Proponents of the three-year forecasting system argued this week that the budgetary process has become far too laborious and inefficient, and has produced unnecessary financial crises.
This past month, Warren County officials were stunned when county Treasurer Frank O'Keefe told them the county had an urgent cash shortfall, and the board of supervisors authorized borrowing up to $4.5 million to cover unanticipated shortfalls this year.
O'Keefe had said that his office hadn't been aware of the necessary payments for expenses of the ongoing Hague sewer project. Republican Supervisors have blasted O'Keefe, a Democrat, for not anticipating cash needs, and for giving county officials widely varying figures for cash balances and reserves.
County supervisors said this week that long-range financial planning might help avoid such problems.
A two-year budgetary system has been in place in Ontario County for five years, officials said.
"This system takes away all of the surprises from the budget creation process," Ontario County Board of Supervisors Chairman Theodore Fafinski said Friday. "Granted, the previously prepared budget requires a few tweaks, but it forces us to plan for upcoming shortfalls and expenditures much earlier than we ever did before."
Fafinski said that the hardest part of the multi-year budgetary system takes place in the first year of the new process.
"Our initial mistake was that we didn't look at the second year hard enough - you have to have the departments prepare their individual budgets a year in advance," Fafinski said. "Since, the method has improved - we are now far more efficient and prepared for large expenditures."
The recently adopted 2009 Ontario County budget required only minor adjustments associated with Medicaid reimbursement rates, Fafinski said. One positive outcome is that impending tax rates are known a year prior to the budget's adoption. Further, the multi-year approach allows a county to be more prepared to deal with large expenditures, like capital projects, he said.

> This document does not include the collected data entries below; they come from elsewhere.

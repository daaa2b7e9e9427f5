use rayon::iter::{IndexedParallelIterator, IntoParallelRefMutIterator, ParallelIterator};

use crate::camera::CameraPose;
use crate::caster::{Ray, cast_ray};
use crate::world::GridMap;

/// One ray per column, column 0 at the left edge of the field of view.
/// Rebuilt in full every frame.
#[derive(Clone, Debug, Default)]
pub struct DistanceBuffer {
    pub rays: Vec<Ray>,
}

impl DistanceBuffer {
    pub fn len(&self) -> usize {
        self.rays.len()
    }

    pub fn is_empty(&self) -> bool {
        self.rays.is_empty()
    }

    pub fn distances(&self) -> impl Iterator<Item = f32> + '_ {
        self.rays.iter().map(|r| r.distance)
    }
}

/// Angle of column `i` relative to yaw, in degrees
#[inline]
pub fn column_offset(fov: f32, ray_count: usize, i: usize) -> f32 {
    fov / 2.0 - i as f32 * (fov / ray_count as f32)
}

/// Cast `ray_count` rays sweeping the pose's field of view
pub fn project(grid: &GridMap, pose: &CameraPose, block_size: f32, ray_count: usize) -> DistanceBuffer {
    let rays = (0..ray_count)
        .map(|i| {
            let offset = column_offset(pose.fov, ray_count, i);
            cast_column(grid, pose, block_size, i, offset)
        })
        .collect();
    DistanceBuffer { rays }
}

#[inline]
fn cast_column(grid: &GridMap, pose: &CameraPose, block_size: f32, column: usize, offset: f32) -> Ray {
    let mut ray = cast_ray(grid, pose, block_size, pose.yaw + offset);
    ray.column = column;
    ray.offset = offset;
    ray
}

/// Frame-to-frame projector.
///
/// Keeps the buffer allocation and a table of per-column offsets, rebuilt
/// only when the field of view or ray count changes.
pub struct Projector {
    block_size: f32,
    parallel: bool,
    table_fov: f32,
    offsets: Vec<f32>,
    buffer: DistanceBuffer,
}

impl Projector {
    pub fn new(block_size: f32, parallel: bool) -> Self {
        Self {
            block_size,
            parallel,
            table_fov: f32::NAN,
            offsets: Vec::new(),
            buffer: DistanceBuffer::default(),
        }
    }

    pub fn block_size(&self) -> f32 {
        self.block_size
    }

    pub fn buffer(&self) -> &DistanceBuffer {
        &self.buffer
    }

    /// Per-column offsets from the last projection
    pub fn offsets(&self) -> &[f32] {
        &self.offsets
    }

    fn rebuild_table(&mut self, fov: f32, ray_count: usize) {
        if self.table_fov == fov && self.offsets.len() == ray_count {
            return;
        }
        self.offsets = (0..ray_count).map(|i| column_offset(fov, ray_count, i)).collect();
        self.table_fov = fov;
        self.buffer.rays.resize(ray_count, Ray::default());
    }

    pub fn project(&mut self, grid: &GridMap, pose: &CameraPose, ray_count: usize) -> &DistanceBuffer {
        self.rebuild_table(pose.fov, ray_count);

        let block_size = self.block_size;
        let offsets = &self.offsets;
        let rays = &mut self.buffer.rays;

        if self.parallel {
            // Columns are independent; each task writes only its own slot
            rays.par_iter_mut().enumerate().for_each(|(i, slot)| {
                *slot = cast_column(grid, pose, block_size, i, offsets[i]);
            });
        } else {
            for (i, slot) in rays.iter_mut().enumerate() {
                *slot = cast_column(grid, pose, block_size, i, offsets[i]);
            }
        }

        &self.buffer
    }
}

"Everyone must be ready to look into the future," Fafinski said. "The key to efficient government is to never be surprised and now we rarely are - if we see a potential shortfall in 2010 then we prepare in 2009."
Geraghty said this week he was considering the performance goals as a way to promote to greater accountability from the Warren County Department heads.
Last fall, supervisors proposed a tiered pay-raise system for county employees - smaller raises for the higher wage earners - that would have been based on arbitrary earnings figures. This idea lost traction as many supervisors feared drastic political ramifications.
The performance-pay concept highlights the change-of-culture approach recently of the county board of supervisors, which has focused on improving efficiency and reducing operating costs.
"Most of the department heads are getting it," Geraghty said. "If we have department heads not operating the way we want them to, it is up to the board of supervisors to sit them down and work the issues out."